Yes, though not in Haskell. But the higher-order polymorphic lambda calculus (aka System F-omega) is more general:

bi : forall m n a b. (forall a. m a -> n a) -> m a -> m b -> (n a, n b)
bi {m} {n} {a} {b} f x y = (f {a} x, f {b} y)

x1 : (Integer, Char)
x1 = bi {\a. List a} {\a. a} {Integer} {Char} head [2,3] "45"

x2 : (Integer, Char)
x2 = bi {\a . exists b. (a, b)} {\a. a} {Integer} {Char} (\{a}. \p. unpack<b,x>=p in fst {a} {b} x) (pack<Char, (2,'3')>) (pack<Integer, ('4',5)>)

x3 : (Integer, Double)
x3 = bi {\a. a} {\a. a} {Integer} {Double} (1+) 2 3.45

Here, I write f {T} for explicit type application and assume a library typed respectively.

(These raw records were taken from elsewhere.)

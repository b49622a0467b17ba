use std::fmt;
use std::ops::RangeInclusive;
use std::str::FromStr;

use chrono::Month;
use serde::{Deserialize, Serialize};

use crate::error::{Error, Result};

/// Largest `leadtime_month` published for SEAS5 monthly means.
pub const DEFAULT_MAX_LEAD_TIME: u32 = 6;

/// Calendar month(s) of interest, either one month or a consecutive run.
///
/// In config files this is written as `target_months = 6` or
/// `target_months = [6, 7, 8]`.
#[derive(Debug, Clone, PartialEq, Eq, Serialize, Deserialize)]
#[serde(untagged)]
pub enum TargetMonths {
    Single(u32),
    Consecutive(Vec<u32>),
}

impl TargetMonths {
    pub fn months(&self) -> &[u32] {
        match self {
            TargetMonths::Single(m) => std::slice::from_ref(m),
            TargetMonths::Consecutive(ms) => ms,
        }
    }

    /// Check month range and, for lists, that the months are strictly
    /// consecutive and increasing. A single month skips the consecutiveness
    /// check.
    pub fn validate(&self) -> Result<()> {
        for &m in self.months() {
            month_of(m)?;
        }
        if let TargetMonths::Consecutive(ms) = self {
            if ms.is_empty() {
                return Err(Error::EmptyTargetMonths);
            }
            if !ms.windows(2).all(|w| w[1] == w[0] + 1) {
                return Err(Error::NonConsecutiveMonths(ms.clone()));
            }
        }
        Ok(())
    }

    /// English month names, e.g. `["June", "July", "August"]`.
    pub fn names(&self) -> Vec<&'static str> {
        self.months()
            .iter()
            .filter_map(|&m| month_of(m).ok())
            .map(|m| m.name())
            .collect()
    }
}

impl From<u32> for TargetMonths {
    fn from(value: u32) -> Self {
        TargetMonths::Single(value)
    }
}

impl From<Vec<u32>> for TargetMonths {
    fn from(value: Vec<u32>) -> Self {
        TargetMonths::Consecutive(value)
    }
}

impl<const N: usize> From<[u32; N]> for TargetMonths {
    fn from(value: [u32; N]) -> Self {
        TargetMonths::Consecutive(value.to_vec())
    }
}

/// Accepts `"6"`, `"6,7,8"` and `"[6, 7, 8]"`.
impl FromStr for TargetMonths {
    type Err = Error;

    fn from_str(s: &str) -> Result<Self> {
        let mut t = s.trim();
        let bracketed = t.starts_with('[') && t.ends_with(']') && t.len() >= 2;
        if bracketed {
            t = t[1..t.len() - 1].trim();
        }

        let mut months = Vec::new();
        for item in t.split(',').map(str::trim).filter(|x| !x.is_empty()) {
            let m = item
                .parse::<u32>()
                .map_err(|_| Error::InvalidRequest(format!("invalid month: {item}")))?;
            months.push(m);
        }

        match months.as_slice() {
            [m] if !bracketed => Ok(TargetMonths::Single(*m)),
            _ => Ok(TargetMonths::Consecutive(months)),
        }
    }
}

impl fmt::Display for TargetMonths {
    fn fmt(&self, f: &mut fmt::Formatter<'_>) -> fmt::Result {
        match self {
            TargetMonths::Single(m) => write!(f, "{m}"),
            TargetMonths::Consecutive(ms) => write!(f, "{ms:?}"),
        }
    }
}

pub fn month_of(m: u32) -> Result<Month> {
    u8::try_from(m)
        .ok()
        .and_then(|m| Month::try_from(m).ok())
        .ok_or(Error::MonthOutOfRange(m))
}

/// Inclusive range of calendar years.
#[derive(Debug, Clone, Copy, PartialEq, Eq, Serialize, Deserialize)]
pub struct YearRange {
    pub first: i32,
    pub last: i32,
}

impl YearRange {
    pub fn new(first: i32, last: i32) -> Result<Self> {
        if last < first {
            return Err(Error::InvalidRequest(format!(
                "year range end {last} < start {first}"
            )));
        }
        Ok(Self { first, last })
    }

    pub fn iter(&self) -> RangeInclusive<i32> {
        self.first..=self.last
    }

    pub fn len(&self) -> usize {
        self.iter().count()
    }

    pub fn is_empty(&self) -> bool {
        self.last < self.first
    }
}

/// Accepts `"1981"` or `"1981-2016"`.
impl FromStr for YearRange {
    type Err = Error;

    fn from_str(s: &str) -> Result<Self> {
        let parse = |v: &str| {
            v.trim()
                .parse::<i32>()
                .map_err(|_| Error::InvalidRequest(format!("invalid year range: {s}")))
        };
        match s.split_once('-') {
            Some((a, b)) => Self::new(parse(a)?, parse(b)?),
            None => {
                let y = parse(s)?;
                Self::new(y, y)
            }
        }
    }
}

impl fmt::Display for YearRange {
    fn fmt(&self, f: &mut fmt::Formatter<'_>) -> fmt::Result {
        write!(f, "{}-{}", self.first, self.last)
    }
}

/// One forecast initialization and the lead times that land on the target
/// months, in target order.
#[derive(Debug, Clone, PartialEq, Eq)]
pub struct Lookback {
    pub init_month: u32,
    pub lead_times: Vec<u32>,
}

/// (calendar year, init month) identifying one retrievable forecast file.
#[derive(Debug, Clone, Copy, PartialEq, Eq, PartialOrd, Ord)]
pub struct YearInitPair {
    pub year: i32,
    pub init_month: u32,
}

/// Initialization months and lead times covering a set of target months.
///
/// Lookback `x` (1, 2, ...) starts `x` months before the first target month.
/// The init month itself is lead time 1, so the first target month is lead
/// time `x + 1` for that lookback.
#[derive(Debug, Clone, PartialEq, Eq)]
pub struct InitSchedule {
    first_target: u32,
    lookbacks: Vec<Lookback>,
}

impl InitSchedule {
    pub fn new(target: &TargetMonths, max_lead_time: u32) -> Result<Self> {
        target.validate()?;
        if !(1..=12).contains(&max_lead_time) {
            return Err(Error::InvalidRequest(format!(
                "max lead time must be within 1..=12, got {max_lead_time}"
            )));
        }

        let months = target.months();
        let first = months[0];
        let len = months.len() as u32;

        let lookbacks = (1..=max_lead_time.saturating_sub(len))
            .map(|x| Lookback {
                init_month: months_before(first, x),
                lead_times: (x + 1..=x + len).collect(),
            })
            .collect();

        Ok(Self {
            first_target: first,
            lookbacks,
        })
    }

    pub fn lookbacks(&self) -> &[Lookback] {
        &self.lookbacks
    }

    pub fn init_months(&self) -> Vec<u32> {
        self.lookbacks.iter().map(|l| l.init_month).collect()
    }

    pub fn lead_times(&self) -> Vec<Vec<u32>> {
        self.lookbacks.iter().map(|l| l.lead_times.clone()).collect()
    }

    pub fn is_empty(&self) -> bool {
        self.lookbacks.is_empty()
    }

    /// True when the init months run from January back into December.
    pub fn crosses_year(&self) -> bool {
        let has = |m: u32| self.lookbacks.iter().any(|l| l.init_month == m);
        has(1) && has(12)
    }

    /// Calendar year of `init_month` for runs targeting `base_year`'s season.
    /// Once the schedule wraps, init months before the first target month sit
    /// in the following year together with the target.
    pub fn year_for(&self, base_year: i32, init_month: u32) -> i32 {
        if self.crosses_year() && init_month < self.first_target {
            base_year + 1
        } else {
            base_year
        }
    }

    /// Base years to iterate. A year-crossing schedule leaves out the last
    /// year so that shifted init years stay inside `years`.
    pub fn base_years(&self, years: YearRange) -> RangeInclusive<i32> {
        if self.crosses_year() {
            years.first..=years.last - 1
        } else {
            years.iter()
        }
    }

    /// Every (year, init month) to fetch, paired with its lookback, ordered by
    /// base year then lookback distance.
    pub fn pairs(&self, years: YearRange) -> Vec<(YearInitPair, &Lookback)> {
        self.base_years(years)
            .flat_map(|base| {
                self.lookbacks.iter().map(move |l| {
                    let pair = YearInitPair {
                        year: self.year_for(base, l.init_month),
                        init_month: l.init_month,
                    };
                    (pair, l)
                })
            })
            .collect()
    }
}

fn months_before(month: u32, x: u32) -> u32 {
    let raw = month + 12 - x;
    if raw > 12 { raw - 12 } else { raw }
}

#[cfg(test)]
mod tests {
    use super::*;

    fn schedule(target: TargetMonths) -> InitSchedule {
        InitSchedule::new(&target, DEFAULT_MAX_LEAD_TIME).unwrap()
    }

    fn single(m: u32) -> TargetMonths {
        TargetMonths::Single(m)
    }

    fn list(ms: &[u32]) -> TargetMonths {
        TargetMonths::Consecutive(ms.to_vec())
    }

    #[test]
    fn june_looks_back_five_months() {
        let s = schedule(single(6));
        assert_eq!(s.init_months(), vec![5, 4, 3, 2, 1]);
        assert_eq!(s.lead_times()[0], vec![2]);
        assert_eq!(s.lead_times()[4], vec![6]);
        assert!(!s.crosses_year());
    }

    #[test]
    fn june_with_seven_lead_times_wraps_to_december() {
        let s = InitSchedule::new(&TargetMonths::Single(6), 7).unwrap();
        assert_eq!(s.init_months(), vec![5, 4, 3, 2, 1, 12]);
        assert_eq!(s.lead_times()[0], vec![2]);
        assert_eq!(s.lead_times()[5], vec![7]);
        assert!(s.crosses_year());
    }

    #[test]
    fn jja_has_three_lookbacks_of_three() {
        let s = schedule(list(&[6, 7, 8]));
        assert_eq!(s.init_months(), vec![5, 4, 3]);
        assert_eq!(s.lead_times(), vec![vec![2, 3, 4], vec![3, 4, 5], vec![4, 5, 6]]);
        assert_eq!(s.init_months().len(), s.lead_times().len());
    }

    #[test]
    fn single_month_matches_singleton_list() {
        assert_eq!(schedule(single(2)), schedule(list(&[2])));
    }

    #[test]
    fn february_crosses_year() {
        let s = schedule(single(2));
        assert_eq!(s.init_months(), vec![1, 12, 11, 10, 9]);
        assert!(s.crosses_year());
        assert_eq!(s.year_for(1981, 1), 1982);
        assert_eq!(s.year_for(1981, 12), 1981);
        assert_eq!(s.year_for(1981, 9), 1981);
    }

    #[test]
    fn january_to_march_all_initialized_in_previous_year() {
        let s = schedule(list(&[1, 2, 3]));
        assert_eq!(s.init_months(), vec![12, 11, 10]);
        assert!(!s.crosses_year());
        assert_eq!(s.year_for(1990, 12), 1990);
    }

    #[test]
    fn crossing_detection_uses_months_not_digits() {
        // 11 followed by 2 would read "112" when concatenated.
        let s = InitSchedule {
            first_target: 4,
            lookbacks: vec![
                Lookback { init_month: 11, lead_times: vec![2] },
                Lookback { init_month: 2, lead_times: vec![3] },
            ],
        };
        assert!(!s.crosses_year());
    }

    #[test]
    fn non_consecutive_months_are_rejected() {
        let err = InitSchedule::new(&list(&[5, 7]), 6).unwrap_err();
        assert!(matches!(err, Error::NonConsecutiveMonths(ref ms) if ms == &vec![5, 7]));

        let err = list(&[11, 12, 1]).validate().unwrap_err();
        assert!(matches!(err, Error::NonConsecutiveMonths(_)));
    }

    #[test]
    fn out_of_range_and_empty_are_rejected() {
        assert!(matches!(
            TargetMonths::Single(13).validate(),
            Err(Error::MonthOutOfRange(13))
        ));
        assert!(matches!(
            TargetMonths::Consecutive(vec![]).validate(),
            Err(Error::EmptyTargetMonths)
        ));
        assert!(InitSchedule::new(&TargetMonths::Single(6), 0).is_err());
    }

    #[test]
    fn six_target_months_leave_no_lookback() {
        let s = schedule(list(&[1, 2, 3, 4, 5, 6]));
        assert!(s.is_empty());
    }

    #[test]
    fn pairs_shift_years_and_drop_last_base_year_when_crossing() {
        let s = schedule(single(2));
        let years = YearRange::new(1981, 1983).unwrap();
        let pairs: Vec<YearInitPair> = s.pairs(years).into_iter().map(|(p, _)| p).collect();
        assert_eq!(pairs.len(), 10);
        assert_eq!(pairs[0], YearInitPair { year: 1982, init_month: 1 });
        assert_eq!(pairs[1], YearInitPair { year: 1981, init_month: 12 });
        assert_eq!(pairs[5], YearInitPair { year: 1983, init_month: 1 });
        assert!(pairs.iter().all(|p| p.year <= 1983));
    }

    #[test]
    fn long_lookback_keeps_one_target_year_per_base_year() {
        // July with eight lead months reaches back to December, past June.
        let s = InitSchedule::new(&single(7), 8).unwrap();
        assert_eq!(s.init_months(), vec![6, 5, 4, 3, 2, 1, 12]);
        assert!(s.crosses_year());

        let pairs = s.pairs(YearRange::new(1981, 1982).unwrap());
        assert_eq!(pairs.len(), 7);
        let target_years: Vec<i32> = pairs
            .iter()
            .map(|(p, l)| {
                let month0 = p.init_month - 1 + l.lead_times[0] - 1;
                p.year + (month0 / 12) as i32
            })
            .collect();
        assert!(target_years.iter().all(|&y| y == 1982), "{target_years:?}");
        assert_eq!(pairs[0].0, YearInitPair { year: 1982, init_month: 6 });
        assert_eq!(pairs[6].0, YearInitPair { year: 1981, init_month: 12 });
    }

    #[test]
    fn pairs_use_every_year_without_crossing() {
        let s = schedule(list(&[6, 7, 8]));
        let pairs = s.pairs(YearRange::new(1981, 1982).unwrap());
        assert_eq!(pairs.len(), 6);
        assert!(pairs.iter().take(3).all(|(p, _)| p.year == 1981));
        assert_eq!(pairs[3].1.lead_times, vec![2, 3, 4]);
    }

    #[test]
    fn parses_target_months() {
        assert_eq!("6".parse::<TargetMonths>().unwrap(), TargetMonths::Single(6));
        assert_eq!(
            "6,7,8".parse::<TargetMonths>().unwrap(),
            TargetMonths::Consecutive(vec![6, 7, 8])
        );
        assert_eq!(
            "[6]".parse::<TargetMonths>().unwrap(),
            TargetMonths::Consecutive(vec![6])
        );
        assert!("jun".parse::<TargetMonths>().is_err());
        assert_eq!(list(&[6, 7, 8]).names(), vec!["June", "July", "August"]);
    }

    #[test]
    fn parses_year_ranges() {
        assert_eq!("1981-2016".parse::<YearRange>().unwrap(), YearRange { first: 1981, last: 2016 });
        assert_eq!("1993".parse::<YearRange>().unwrap().len(), 1);
        assert!("2016-1981".parse::<YearRange>().is_err());
    }
}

Something like \a. a is a type-level lambda. The x2 example is more intricate, because it also needs existential types to locally "forget" the other bit of polymorphism in the arguments.

You can actually simulate this in Haskell by defining a newtype or datatype for every different m or n you instantiate with, and pass appropriately wrapped functions f that add and remove constructors accordingly. But obviously, that's no fun at all.

Edit: I should point out that this still isn't a fully general solution. For example, I can't see how you could type

swap (x,y) = (y,x)
x4 = bi swap (3, "hi") (True, 3.1)

even in System F-omega. The problem is that the swap function is more polymorphic than bi allows, and unlike with x2, the other polymorphic dimension is not forgotten in the result, so the existential trick does not work. It seems that you would need kind polymorphism to allow that one (so that the argument to bi can be polymorphic over a varying number of types).